Colorado’s Accountable Care Collaborative serves as primary delivery system for Health First Colorado. Regional Accountable Entities administer behavioral health benefits, establish provider networks, and coordinate care for members in their regions. ACC Phase III launched July 1, 2025, with new contracts and regional configurations. The RAE structure provides infrastructure for member outreach and care coordination that could support work requirement navigation. Five private organizations operate as RAEs across Colorado’s regions. Two managed care organizations operate full-risk capitated physical health plans in certain areas. These organizations have financial stakes in membership retention that align with coverage-protective implementation.

Geographic challenges compound implementation complexity. Colorado’s mountain communities rely on seasonal tourism and resort employment where hours vary dramatically between ski season and off-season. Counties with minimal public transportation make accessing workforce development programs difficult. Eastern plains agricultural communities have limited formal employment outside farming and ranching. Migrant agricultural workers face particular challenges given seasonal patterns and potential immigration status complications. Rural counties that have already lost population and employment base face structural barriers to work requirement compliance regardless of individual effort.

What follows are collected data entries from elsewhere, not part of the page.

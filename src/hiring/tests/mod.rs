mod candidates;
mod common;
mod interviews;
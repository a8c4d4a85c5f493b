//! In-memory store backing the service when no database is wired in.
//!
//! Each map sits behind its own mutex; every operation is a single lock
//! acquisition, which matches the last-write-wins model the API promises.

use std::collections::BTreeMap;
use std::sync::Mutex;

use super::domain::{
    ApplicationDocument, ApplicationId, Interview, InterviewId, Job, JobApplication, JobId,
    JobStatus, Profile, User, UserId, UserRole,
};
use super::repository::{
    ApplicationStore, DocumentStore, InterviewStore, JobStore, ProfileStore, RepositoryError,
    UserStore,
};

#[derive(Debug, Default)]
pub struct InMemoryStore {
    users: Mutex<BTreeMap<UserId, User>>,
    profiles: Mutex<BTreeMap<UserId, Profile>>,
    jobs: Mutex<BTreeMap<JobId, Job>>,
    applications: Mutex<BTreeMap<ApplicationId, JobApplication>>,
    interviews: Mutex<BTreeMap<InterviewId, Interview>>,
    documents: Mutex<Vec<ApplicationDocument>>,
}

impl InMemoryStore {
    pub fn new() -> Self {
        Self::default()
    }
}

fn lock<'a, T>(mutex: &'a Mutex<T>) -> Result<std::sync::MutexGuard<'a, T>, RepositoryError> {
    mutex
        .lock()
        .map_err(|_| RepositoryError::Unavailable("store mutex poisoned".to_string()))
}

impl UserStore for InMemoryStore {
    fn insert_user(&self, user: User) -> Result<User, RepositoryError> {
        let mut users = lock(&self.users)?;
        if users.contains_key(&user.id) {
            return Err(RepositoryError::Conflict);
        }
        users.insert(user.id.clone(), user.clone());
        Ok(user)
    }

    fn update_user(&self, user: User) -> Result<(), RepositoryError> {
        let mut users = lock(&self.users)?;
        if !users.contains_key(&user.id) {
            return Err(RepositoryError::NotFound);
        }
        users.insert(user.id.clone(), user);
        Ok(())
    }

    fn fetch_user(&self, id: &UserId) -> Result<Option<User>, RepositoryError> {
        Ok(lock(&self.users)?.get(id).cloned())
    }

    fn fetch_user_by_email(&self, email: &str) -> Result<Option<User>, RepositoryError> {
        Ok(lock(&self.users)?
            .values()
            .find(|user| user.email.eq_ignore_ascii_case(email))
            .cloned())
    }

    fn list_users(&self, skip: usize, take: usize) -> Result<(Vec<User>, usize), RepositoryError> {
        let users = lock(&self.users)?;
        let total = users.len();
        let page = users.values().skip(skip).take(take).cloned().collect();
        Ok((page, total))
    }

    fn list_users_by_role(&self, role: UserRole) -> Result<Vec<User>, RepositoryError> {
        Ok(lock(&self.users)?
            .values()
            .filter(|user| user.role == role)
            .cloned()
            .collect())
    }
}

impl ProfileStore for InMemoryStore {
    fn upsert_profile(&self, profile: Profile) -> Result<Profile, RepositoryError> {
        let mut profiles = lock(&self.profiles)?;
        profiles.insert(profile.user_id.clone(), profile.clone());
        Ok(profile)
    }

    fn fetch_profile(&self, user_id: &UserId) -> Result<Option<Profile>, RepositoryError> {
        Ok(lock(&self.profiles)?.get(user_id).cloned())
    }
}

impl JobStore for InMemoryStore {
    fn insert_job(&self, job: Job) -> Result<Job, RepositoryError> {
        let mut jobs = lock(&self.jobs)?;
        if jobs.contains_key(&job.id) {
            return Err(RepositoryError::Conflict);
        }
        jobs.insert(job.id.clone(), job.clone());
        Ok(job)
    }

    fn update_job(&self, job: Job) -> Result<(), RepositoryError> {
        let mut jobs = lock(&self.jobs)?;
        if !jobs.contains_key(&job.id) {
            return Err(RepositoryError::NotFound);
        }
        jobs.insert(job.id.clone(), job);
        Ok(())
    }

    fn fetch_job(&self, id: &JobId) -> Result<Option<Job>, RepositoryError> {
        Ok(lock(&self.jobs)?.get(id).cloned())
    }

    fn list_jobs(&self, skip: usize, take: usize) -> Result<(Vec<Job>, usize), RepositoryError> {
        let jobs = lock(&self.jobs)?;
        let total = jobs.len();
        let page = jobs.values().skip(skip).take(take).cloned().collect();
        Ok((page, total))
    }

    fn delete_job(&self, id: &JobId) -> Result<(), RepositoryError> {
        let mut jobs = lock(&self.jobs)?;
        jobs.remove(id).map(|_| ()).ok_or(RepositoryError::NotFound)
    }

    fn count_jobs_with_status(&self, status: JobStatus) -> Result<usize, RepositoryError> {
        Ok(lock(&self.jobs)?
            .values()
            .filter(|job| job.status == status)
            .count())
    }
}

impl ApplicationStore for InMemoryStore {
    fn insert_application(
        &self,
        application: JobApplication,
    ) -> Result<JobApplication, RepositoryError> {
        let mut applications = lock(&self.applications)?;
        if applications.contains_key(&application.id) {
            return Err(RepositoryError::Conflict);
        }
        applications.insert(application.id.clone(), application.clone());
        Ok(application)
    }

    fn update_application(&self, application: JobApplication) -> Result<(), RepositoryError> {
        let mut applications = lock(&self.applications)?;
        if !applications.contains_key(&application.id) {
            return Err(RepositoryError::NotFound);
        }
        applications.insert(application.id.clone(), application);
        Ok(())
    }

    fn fetch_application(
        &self,
        id: &ApplicationId,
    ) -> Result<Option<JobApplication>, RepositoryError> {
        Ok(lock(&self.applications)?.get(id).cloned())
    }

    fn list_applications_for_job(
        &self,
        job_id: &JobId,
    ) -> Result<Vec<JobApplication>, RepositoryError> {
        Ok(lock(&self.applications)?
            .values()
            .filter(|application| &application.job_id == job_id)
            .cloned()
            .collect())
    }

    fn list_applications_for_user(
        &self,
        user_id: &UserId,
    ) -> Result<Vec<JobApplication>, RepositoryError> {
        Ok(lock(&self.applications)?
            .values()
            .filter(|application| &application.user_id == user_id)
            .cloned()
            .collect())
    }

    fn list_applications(&self) -> Result<Vec<JobApplication>, RepositoryError> {
        Ok(lock(&self.applications)?.values().cloned().collect())
    }

    fn delete_applications_for_job(
        &self,
        job_id: &JobId,
    ) -> Result<Vec<ApplicationId>, RepositoryError> {
        let mut applications = lock(&self.applications)?;
        let removed: Vec<ApplicationId> = applications
            .values()
            .filter(|application| &application.job_id == job_id)
            .map(|application| application.id.clone())
            .collect();
        for id in &removed {
            applications.remove(id);
        }
        Ok(removed)
    }
}

impl InterviewStore for InMemoryStore {
    fn insert_interview(&self, interview: Interview) -> Result<Interview, RepositoryError> {
        let mut interviews = lock(&self.interviews)?;
        if interviews.contains_key(&interview.id) {
            return Err(RepositoryError::Conflict);
        }
        interviews.insert(interview.id.clone(), interview.clone());
        Ok(interview)
    }

    fn update_interview(&self, interview: Interview) -> Result<(), RepositoryError> {
        let mut interviews = lock(&self.interviews)?;
        if !interviews.contains_key(&interview.id) {
            return Err(RepositoryError::NotFound);
        }
        interviews.insert(interview.id.clone(), interview);
        Ok(())
    }

    fn fetch_interview(&self, id: &InterviewId) -> Result<Option<Interview>, RepositoryError> {
        Ok(lock(&self.interviews)?.get(id).cloned())
    }

    fn list_interviews(&self) -> Result<Vec<Interview>, RepositoryError> {
        let interviews = lock(&self.interviews)?;
        let mut all: Vec<Interview> = interviews.values().cloned().collect();
        all.sort_by(|a, b| b.scheduled_date.cmp(&a.scheduled_date));
        Ok(all)
    }

    fn list_interviews_for_application(
        &self,
        application_id: &ApplicationId,
    ) -> Result<Vec<Interview>, RepositoryError> {
        Ok(lock(&self.interviews)?
            .values()
            .filter(|interview| interview.job_application_id.as_ref() == Some(application_id))
            .cloned()
            .collect())
    }

    fn list_interviews_for_candidate(
        &self,
        candidate_id: &UserId,
    ) -> Result<Vec<Interview>, RepositoryError> {
        Ok(lock(&self.interviews)?
            .values()
            .filter(|interview| &interview.candidate_id == candidate_id)
            .cloned()
            .collect())
    }

    fn delete_interview(&self, id: &InterviewId) -> Result<Interview, RepositoryError> {
        let mut interviews = lock(&self.interviews)?;
        interviews.remove(id).ok_or(RepositoryError::NotFound)
    }

    fn delete_interviews_for_applications(
        &self,
        application_ids: &[ApplicationId],
    ) -> Result<(), RepositoryError> {
        let mut interviews = lock(&self.interviews)?;
        interviews.retain(|_, interview| {
            interview
                .job_application_id
                .as_ref()
                .map(|id| !application_ids.contains(id))
                .unwrap_or(true)
        });
        Ok(())
    }
}

impl DocumentStore for InMemoryStore {
    fn insert_document(
        &self,
        document: ApplicationDocument,
    ) -> Result<ApplicationDocument, RepositoryError> {
        lock(&self.documents)?.push(document.clone());
        Ok(document)
    }

    fn list_documents_for_job(
        &self,
        job_id: &JobId,
    ) -> Result<Vec<ApplicationDocument>, RepositoryError> {
        Ok(lock(&self.documents)?
            .iter()
            .filter(|document| &document.job_id == job_id)
            .cloned()
            .collect())
    }
}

Colorado will implement federal work requirements by January 2027 with maximum use of automated verification and cross-program coordination. The state’s fiscal constraints limit investment in navigation infrastructure, but political imperative to minimize coverage losses pushes toward coverage-protective system design. Verification systems will emphasize wage record matching through State Workforce Agency, deemed compliance for SNAP and TANF participants, and educational enrollment verification. Members who don’t appear in automated systems will receive notices requiring documentation submission within specified timeframes. County implementation quality will vary based on capacity and resources. Denver and other large counties will likely invest in navigation support. Small rural counties may implement minimalist compliance monitoring. This variation creates potential coverage disparities based on residence.

Member communications will emphasize that most Health First Colorado members already meet requirements through existing work, education, or qualifying activities. The state will frame work requirements as documentation challenges rather than behavior change initiatives. Colorado’s implementation will test whether strong cross-program integration can offset technology limitations and fiscal constraints. The state has alignment opportunities that many states lack, but compressed timeline and county administration model create substantial execution risk. Whether Colorado achieves low-end coverage loss projections or experiences higher losses depends on how successfully the state builds and deploys verification infrastructure in limited time available.